Als den gelernten Zimmerer Mitte Oktober 2023 Polizisten von seiner Wohnung in der Schweinfurter Obdachlosenunterkunft abholen wollen, um ihn zu einem Gerichtstermin vorzuführen, ist er damit gar nicht einverstanden. Er will sich nicht ausweisen, nicht mitkommen und wehrt sich heftig. Verstärkung muss gerufen werden.
Der 53-Jährige kann nur gefesselt zum Gericht gebracht werden, er beleidigt Beamte, versucht einem von ihnen einen Kopfstoß zu versetzten. Der Amtsrichter gibt das Verfahren ab, weil bei möglicher Schuldunfähigkeit des Mannes aufgrund psychischer Umstände statt einer Verurteilung auch eine Unterbringung in Betracht kommt – und darüber muss das Landgericht entscheiden.
Also sitzt der 53-Jährige mit dem markanten Haarschnitt nun vor einer fünfköpfigen Großen Strafkammer, und verhandelt wird über sieben Anklagen, der Großteil eher Kleinkriminalität: Sachbeschädigungen an einem Fenster und einer Tür in der Wohnanlage, ein beschmierter Stromverteilerkasten, und ein Buch aus einer Bücherbox am Zeughaus soll er verbrannt haben. Ferner habe der Mann in einem Brief an den Leiter der Staatsanwaltschaft Schweinfurt zwei Polizisten falsch beschuldigt.
Missbrauchsaufnahmen als "Beifang"?
Die Sachbeschädigungen in der Unterkunft bestreitet der Angeklagte, bei der Bücherbox habe er nur dort vorgefundenen "Unrat" verbrannt, wie eine Zigarettenschachtel und Dönerpapier, die Schmiererei am Telekom-Kasten räumt er ein. Sein massiver Widerstand gegen die Vorführung zum Gerichtsverfahren wird durch zahlreiche Zeugen belegt, auch ein Kopfstoß gegen einen Beamten, dem dieser aber noch ausweichen konnte, den der Angeklagte aber bestreitet. Ferner soll der 53-Jährige Polizisten als "Opfer", "Schlumpf" und "Vollpfosten" beleidigt haben.
Als gravierendsten Vorwurf sieht der Verteidiger den des Besitzes von 250 kinderpornografischen Dateien auf einem Mobiltelefon. Dieser Hinweis war aus den USA ans Bundeskriminalamt gelangt. Laut Verteidiger sollen die Dateien als "Beifang" eines Herabladens von legaler Pornografie versehentlich auf das Handy gelangt sein.
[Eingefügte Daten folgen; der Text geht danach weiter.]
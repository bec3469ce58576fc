use crate::error::ApiError;
use crate::responses::{ApiErrorResponse, RawKline, TickerPriceResponse};
use async_trait::async_trait;
use chrono::{DateTime, Utc};
use configuration::PriceSource as PriceSourceSettings;
use core_types::{Kline, PriceSnapshot};
use serde::de::DeserializeOwned;
use std::time::Duration;

pub mod error;
pub mod responses;

/// Binance caps a klines request at this many rows.
pub const MAX_KLINES_PER_REQUEST: u32 = 1000;

/// The read-only market data interface the engine depends on.
/// Implementations can be swapped for a stub in tests.
#[async_trait]
pub trait PriceSource: Send + Sync {
    /// Fetches the latest traded price of `symbol`.
    async fn current_price(&self, symbol: &str) -> Result<PriceSnapshot, ApiError>;

    /// Fetches historical klines for `symbol` between two instants.
    async fn fetch_klines(
        &self,
        symbol: &str,
        interval: &str,
        start_time: DateTime<Utc>,
        end_time: DateTime<Utc>,
    ) -> Result<Vec<Kline>, ApiError>;
}

/// A `PriceSource` backed by the public Binance spot REST API.
#[derive(Clone)]
pub struct BinanceClient {
    client: reqwest::Client,
    base_url: String,
}

impl BinanceClient {
    pub fn new(settings: &PriceSourceSettings) -> Result<Self, ApiError> {
        let client = reqwest::Client::builder()
            .timeout(Duration::from_secs(settings.timeout_secs))
            .build()?;

        Ok(Self {
            client,
            base_url: settings.base_url.trim_end_matches('/').to_string(),
        })
    }

    async fn get_public<T: DeserializeOwned>(
        &self,
        path: &str,
        query: &[(&str, String)],
    ) -> Result<T, ApiError> {
        let url = format!("{}{}", self.base_url, path);

        let response = self.client.get(&url).query(query).send().await?;
        let status = response.status();
        let text = response.text().await?;

        if status.is_success() {
            serde_json::from_str::<T>(&text).map_err(|e| ApiError::Deserialization(e.to_string()))
        } else {
            match serde_json::from_str::<ApiErrorResponse>(&text) {
                Ok(api_error) => Err(ApiError::BinanceError(api_error.code, api_error.msg)),
                Err(_) => Err(ApiError::Status(status.as_u16(), text)),
            }
        }
    }
}

#[async_trait]
impl PriceSource for BinanceClient {
    async fn current_price(&self, symbol: &str) -> Result<PriceSnapshot, ApiError> {
        let ticker: TickerPriceResponse = self
            .get_public("/api/v3/ticker/price", &[("symbol", symbol.to_string())])
            .await?;
        ticker.into_snapshot()
    }

    async fn fetch_klines(
        &self,
        symbol: &str,
        interval: &str,
        start_time: DateTime<Utc>,
        end_time: DateTime<Utc>,
    ) -> Result<Vec<Kline>, ApiError> {
        let rows: Vec<RawKline> = self
            .get_public(
                "/api/v3/klines",
                &[
                    ("symbol", symbol.to_string()),
                    ("interval", interval.to_string()),
                    ("startTime", start_time.timestamp_millis().to_string()),
                    ("endTime", end_time.timestamp_millis().to_string()),
                    ("limit", MAX_KLINES_PER_REQUEST.to_string()),
                ],
            )
            .await?;

        tracing::debug!(symbol, interval, rows = rows.len(), "Fetched klines");

        rows.into_iter()
            .map(|raw| raw.into_kline(interval))
            .collect::<Result<Vec<Kline>, ApiError>>()
    }
}
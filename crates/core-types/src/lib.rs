pub mod enums;
pub mod error;
pub mod structs;

// Re-export the core types to provide a clean public API.
pub use enums::{SignalStrength, SignalType, TickOutcome};
pub use error::CoreError;
pub use structs::{
    BAND_COUNT, DailyTick, GridPoint, Kline, PriceSnapshot, ScoreRecord, SignalReport,
    TargetSetup, TargetSuggestion, TimeBandRecord, band_index,
};
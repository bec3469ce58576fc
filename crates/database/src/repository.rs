use crate::DbError;
use crate::store::RiskRepository;
use analytics::TimeBandTracker;
use async_trait::async_trait;
use chrono::{DateTime, NaiveDate, Utc};
use core_types::{
    BAND_COUNT, DailyTick, GridPoint, SignalReport, TargetSuggestion, TickOutcome, TimeBandRecord,
    band_index,
};
use rust_decimal::Decimal;
use serde_json::Value as JsonValue;
use sqlx::postgres::{PgPool, Postgres};
use sqlx::{Executor, FromRow, Row, Transaction};
use std::str::FromStr;

/// The `DbRepository` provides a high-level, application-specific interface
/// to the database. It encapsulates all SQL queries and data access logic.
#[derive(Debug, Clone)]
pub struct DbRepository {
    pool: PgPool,
}

const RECORD_COLUMNS: &str = "symbol, total_days, band_counts, band_coefficients, current_risk, \
     current_price, current_band, last_update_timestamp, last_tick_date, tracking_started_on";

/// A row of `time_band_records` as Postgres stores it.
#[derive(Debug, Clone, FromRow)]
struct DbBandRecord {
    symbol: String,
    total_days: i32,
    band_counts: Vec<i32>,
    band_coefficients: Vec<Decimal>,
    current_risk: Option<Decimal>,
    current_price: Option<Decimal>,
    current_band: Option<i16>,
    last_update_timestamp: Option<DateTime<Utc>>,
    last_tick_date: Option<NaiveDate>,
    tracking_started_on: NaiveDate,
}

impl TryFrom<DbBandRecord> for TimeBandRecord {
    type Error = DbError;

    fn try_from(row: DbBandRecord) -> Result<Self, Self::Error> {
        let counts: Vec<u32> = row
            .band_counts
            .iter()
            .map(|&days| u32::try_from(days))
            .collect::<Result<_, _>>()
            .map_err(|_| invalid(&row.symbol, "negative band count"))?;
        let band_counts: [u32; BAND_COUNT] = counts
            .try_into()
            .map_err(|_| invalid(&row.symbol, "band_counts must have 10 elements"))?;
        let band_coefficients: [Decimal; BAND_COUNT] = row
            .band_coefficients
            .clone()
            .try_into()
            .map_err(|_| invalid(&row.symbol, "band_coefficients must have 10 elements"))?;
        let total_days = u32::try_from(row.total_days)
            .map_err(|_| invalid(&row.symbol, "negative total_days"))?;
        let current_band = row
            .current_band
            .map(|band| band_index(band).map_err(|e| invalid(&row.symbol, &e.to_string())))
            .transpose()?;

        Ok(TimeBandRecord {
            symbol: row.symbol,
            total_days,
            band_counts,
            band_coefficients,
            current_risk: row.current_risk,
            current_price: row.current_price,
            current_band,
            last_update_timestamp: row.last_update_timestamp,
            last_tick_date: row.last_tick_date,
            tracking_started_on: row.tracking_started_on,
        })
    }
}

/// A row of `signal_scores`.
#[derive(Debug, Clone, FromRow)]
struct DbSignalScore {
    symbol: String,
    risk: Decimal,
    band: i16,
    base_score: Decimal,
    coefficient: Decimal,
    total_score: Decimal,
    signal_type: String,
    signal_strength: String,
    target: JsonValue,
    scored_at: DateTime<Utc>,
}

impl TryFrom<DbSignalScore> for SignalReport {
    type Error = DbError;

    fn try_from(row: DbSignalScore) -> Result<Self, Self::Error> {
        let signal_type = core_types::SignalType::from_str(&row.signal_type)
            .map_err(|e| invalid(&row.symbol, &e.to_string()))?;
        let signal_strength = core_types::SignalStrength::from_str(&row.signal_strength)
            .map_err(|e| invalid(&row.symbol, &e.to_string()))?;
        let band = band_index(row.band).map_err(|e| invalid(&row.symbol, &e.to_string()))?;
        let target: TargetSuggestion = serde_json::from_value(row.target)?;

        Ok(SignalReport {
            symbol: row.symbol,
            risk: row.risk,
            band,
            base_score: row.base_score,
            coefficient: row.coefficient,
            total_score: row.total_score,
            signal_type,
            signal_strength,
            target,
            scored_at: row.scored_at,
        })
    }
}

fn invalid(symbol: &str, reason: &str) -> DbError {
    DbError::InvalidData(format!("{symbol}: {reason}"))
}

fn counts_to_db(counts: &[u32; BAND_COUNT]) -> Vec<i32> {
    counts.iter().map(|&days| days as i32).collect()
}

impl DbRepository {
    /// Creates a new `DbRepository` with a shared database connection pool.
    pub fn new(pool: PgPool) -> Self {
        Self { pool }
    }

    /// Fetches a band record and locks its row until the transaction ends.
    async fn lock_band_record(
        tx: &mut Transaction<'_, Postgres>,
        symbol: &str,
    ) -> Result<TimeBandRecord, DbError> {
        let query = format!("SELECT {RECORD_COLUMNS} FROM time_band_records WHERE symbol = $1 FOR UPDATE");
        let row = sqlx::query_as::<_, DbBandRecord>(&query)
            .bind(symbol)
            .fetch_optional(&mut **tx)
            .await?
            .ok_or_else(|| DbError::UnknownSymbol(symbol.to_string()))?;
        row.try_into()
    }

    /// Writes every mutable field of a band record.
    async fn write_band_record<'e, E>(executor: E, record: &TimeBandRecord) -> Result<(), DbError>
    where
        E: Executor<'e, Database = Postgres>,
    {
        sqlx::query(
            r#"
            UPDATE time_band_records
            SET total_days = $2, band_counts = $3, band_coefficients = $4,
                current_risk = $5, current_price = $6, current_band = $7,
                last_update_timestamp = $8, last_tick_date = $9
            WHERE symbol = $1
            "#,
        )
        .bind(&record.symbol)
        .bind(record.total_days as i32)
        .bind(counts_to_db(&record.band_counts))
        .bind(record.band_coefficients.to_vec())
        .bind(record.current_risk)
        .bind(record.current_price)
        .bind(record.current_band.map(|band| band as i16))
        .bind(record.last_update_timestamp)
        .bind(record.last_tick_date)
        .execute(executor)
        .await?;
        Ok(())
    }
}

#[async_trait]
impl RiskRepository for DbRepository {
    async fn tracked_symbols(&self) -> Result<Vec<String>, DbError> {
        let rows = sqlx::query("SELECT symbol FROM time_band_records ORDER BY symbol ASC")
            .fetch_all(&self.pool)
            .await?;
        Ok(rows.into_iter().map(|row| row.get("symbol")).collect())
    }

    async fn ensure_tracked(&self, symbol: &str, started_on: NaiveDate) -> Result<bool, DbError> {
        let result = sqlx::query(
            r#"
            INSERT INTO time_band_records (symbol, total_days, band_counts, band_coefficients, tracking_started_on)
            VALUES ($1, 0, $2, $3, $4)
            ON CONFLICT (symbol) DO NOTHING
            "#,
        )
        .bind(symbol)
        .bind(vec![0i32; BAND_COUNT])
        .bind(vec![Decimal::ONE; BAND_COUNT])
        .bind(started_on)
        .execute(&self.pool)
        .await?;
        Ok(result.rows_affected() == 1)
    }

    async fn load_grid_points(&self) -> Result<Vec<GridPoint>, DbError> {
        let rows = sqlx::query("SELECT symbol, price, risk FROM grid_points ORDER BY symbol ASC, risk ASC")
            .fetch_all(&self.pool)
            .await?;

        let points = rows
            .into_iter()
            .map(|row| GridPoint {
                symbol: row.get("symbol"),
                price: row.get("price"),
                risk: row.get("risk"),
            })
            .collect();
        Ok(points)
    }

    async fn load_grid(&self, symbol: &str) -> Result<Vec<GridPoint>, DbError> {
        let rows = sqlx::query("SELECT price, risk FROM grid_points WHERE symbol = $1 ORDER BY risk ASC")
            .bind(symbol)
            .fetch_all(&self.pool)
            .await?;

        let points = rows
            .into_iter()
            .map(|row| GridPoint::new(symbol, row.get("price"), row.get("risk")))
            .collect();
        Ok(points)
    }

    /// Deletes and re-inserts the grid within a single transaction, so readers
    /// never observe a partial grid.
    async fn replace_grid(&self, symbol: &str, points: &[GridPoint]) -> Result<(), DbError> {
        let mut tx = self.pool.begin().await?;

        sqlx::query("DELETE FROM grid_points WHERE symbol = $1")
            .bind(symbol)
            .execute(&mut *tx)
            .await?;

        for point in points {
            sqlx::query("INSERT INTO grid_points (symbol, risk, price) VALUES ($1, $2, $3)")
                .bind(symbol)
                .bind(point.risk)
                .bind(point.price)
                .execute(&mut *tx)
                .await?;
        }

        tx.commit().await?;
        Ok(())
    }

    async fn get_band_record(&self, symbol: &str) -> Result<Option<TimeBandRecord>, DbError> {
        let query = format!("SELECT {RECORD_COLUMNS} FROM time_band_records WHERE symbol = $1");
        let row = sqlx::query_as::<_, DbBandRecord>(&query)
            .bind(symbol)
            .fetch_optional(&self.pool)
            .await?;
        row.map(TimeBandRecord::try_from).transpose()
    }

    async fn list_band_records(&self) -> Result<Vec<TimeBandRecord>, DbError> {
        let query = format!("SELECT {RECORD_COLUMNS} FROM time_band_records ORDER BY symbol ASC");
        let rows = sqlx::query_as::<_, DbBandRecord>(&query)
            .fetch_all(&self.pool)
            .await?;
        rows.into_iter().map(TimeBandRecord::try_from).collect()
    }

    async fn save_band_counts(&self, record: &TimeBandRecord) -> Result<(), DbError> {
        let result = sqlx::query(
            r#"
            UPDATE time_band_records
            SET total_days = $2, band_counts = $3, band_coefficients = $4
            WHERE symbol = $1
            "#,
        )
        .bind(&record.symbol)
        .bind(record.total_days as i32)
        .bind(counts_to_db(&record.band_counts))
        .bind(record.band_coefficients.to_vec())
        .execute(&self.pool)
        .await?;

        if result.rows_affected() == 0 {
            return Err(DbError::UnknownSymbol(record.symbol.clone()));
        }
        Ok(())
    }

    /// The history insert and the record update share one transaction, with
    /// the record row locked, so concurrent ticks for a symbol serialize and
    /// an interrupted run never leaves a counted day without its history row.
    async fn record_daily_tick(&self, tick: &DailyTick) -> Result<TickOutcome, DbError> {
        let mut tx = self.pool.begin().await?;

        let mut record = Self::lock_band_record(&mut tx, &tick.symbol).await?;

        // `xmax = 0` only for a freshly inserted row; an upsert that hit the
        // conflict branch carries the updating transaction id.
        let first_for_date: bool = sqlx::query_scalar(
            r#"
            INSERT INTO band_history (symbol, day, risk, price, band, run_id, recorded_at)
            VALUES ($1, $2, $3, $4, $5, $6, $7)
            ON CONFLICT (symbol, day) DO UPDATE
            SET risk = EXCLUDED.risk, price = EXCLUDED.price, band = EXCLUDED.band,
                run_id = EXCLUDED.run_id, recorded_at = EXCLUDED.recorded_at
            RETURNING (xmax = 0) AS inserted
            "#,
        )
        .bind(&tick.symbol)
        .bind(tick.date)
        .bind(tick.risk)
        .bind(tick.price)
        .bind(tick.band as i16)
        .bind(tick.run_id)
        .bind(tick.recorded_at)
        .fetch_one(&mut *tx)
        .await?;

        let outcome = TimeBandTracker::new().apply(&mut record, tick, first_for_date);
        Self::write_band_record(&mut *tx, &record).await?;

        tx.commit().await?;
        Ok(outcome)
    }

    async fn save_coefficients(
        &self,
        symbol: &str,
        coefficients: &[Decimal; BAND_COUNT],
    ) -> Result<(), DbError> {
        let result = sqlx::query("UPDATE time_band_records SET band_coefficients = $2 WHERE symbol = $1")
            .bind(symbol)
            .bind(coefficients.to_vec())
            .execute(&self.pool)
            .await?;

        if result.rows_affected() == 0 {
            return Err(DbError::UnknownSymbol(symbol.to_string()));
        }
        Ok(())
    }

    async fn save_score(&self, report: &SignalReport) -> Result<(), DbError> {
        let target = serde_json::to_value(&report.target)?;

        sqlx::query(
            r#"
            INSERT INTO signal_scores (
                symbol, risk, band, base_score, coefficient, total_score,
                signal_type, signal_strength, target, scored_at
            ) VALUES ($1, $2, $3, $4, $5, $6, $7, $8, $9, $10)
            ON CONFLICT (symbol) DO UPDATE
            SET risk = EXCLUDED.risk, band = EXCLUDED.band, base_score = EXCLUDED.base_score,
                coefficient = EXCLUDED.coefficient, total_score = EXCLUDED.total_score,
                signal_type = EXCLUDED.signal_type, signal_strength = EXCLUDED.signal_strength,
                target = EXCLUDED.target, scored_at = EXCLUDED.scored_at
            "#,
        )
        .bind(&report.symbol)
        .bind(report.risk)
        .bind(report.band as i16)
        .bind(report.base_score)
        .bind(report.coefficient)
        .bind(report.total_score)
        .bind(report.signal_type.as_str())
        .bind(report.signal_strength.as_str())
        .bind(target)
        .bind(report.scored_at)
        .execute(&self.pool)
        .await?;
        Ok(())
    }

    async fn get_score(&self, symbol: &str) -> Result<Option<SignalReport>, DbError> {
        let row = sqlx::query_as::<_, DbSignalScore>(
            r#"
            SELECT symbol, risk, band, base_score, coefficient, total_score,
                   signal_type, signal_strength, target, scored_at
            FROM signal_scores
            WHERE symbol = $1
            "#,
        )
        .bind(symbol)
        .fetch_optional(&self.pool)
        .await?;
        row.map(SignalReport::try_from).transpose()
    }
}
Der sachkundige Polizeizeuge fand jedoch "keine Anhaltspunkte", dafür, "dass gemischte Container heruntergeladen wurden".
Jede Menge Vorstrafen
Unbekannt ist der Angeklagte für die Justiz nicht. Seit 1989 hat er 15 Vorstrafen angehäuft, unter den Delikten viele Körperverletzungen und Sachbeschädigungen, Versicherungsbetrug, Kennzeichenmissbrauch, räuberischer Diebstahl, Beleidigung, Betrug, Bedrohung, Nötigung und Widerstand gegen Vollstreckungsbeamte. Nun also sieben neue Anklagen, seit Mitte Oktober sitzt er in Untersuchungshaft.
Doch wie schuldfähig ist der Mann? 2002 sei er erstmals wegen einer psychotischen Symptomatik behandelt worden, sagt die psychiatrische Sachverständige. Ärzte hätten immer wieder von Amphetamin- und THC-Konsum berichtet, nie aber von Halluzinationen. Paranoide Schizophrenie, wie einmal gemutmaßt, schließt sie demnach aus. Sie geht eher von einer nicht zu schwer ausgeprägten Persönlichkeitsstörung des Angeklagten und drogeninduzierter Psychose aus. Pädophilie? "Keine Hinweise auf Auffälligkeiten."
Nur bei zwei Taten schließt sie eine eingeschränkte Schuldfähigkeit aufgrund einer drogeninduzierten Psychose nicht aus. Für eine Unterbringung sieht die Gutachterin keine Grundlage. Ein Urteil soll am Freitag, 3. Mai, fallen.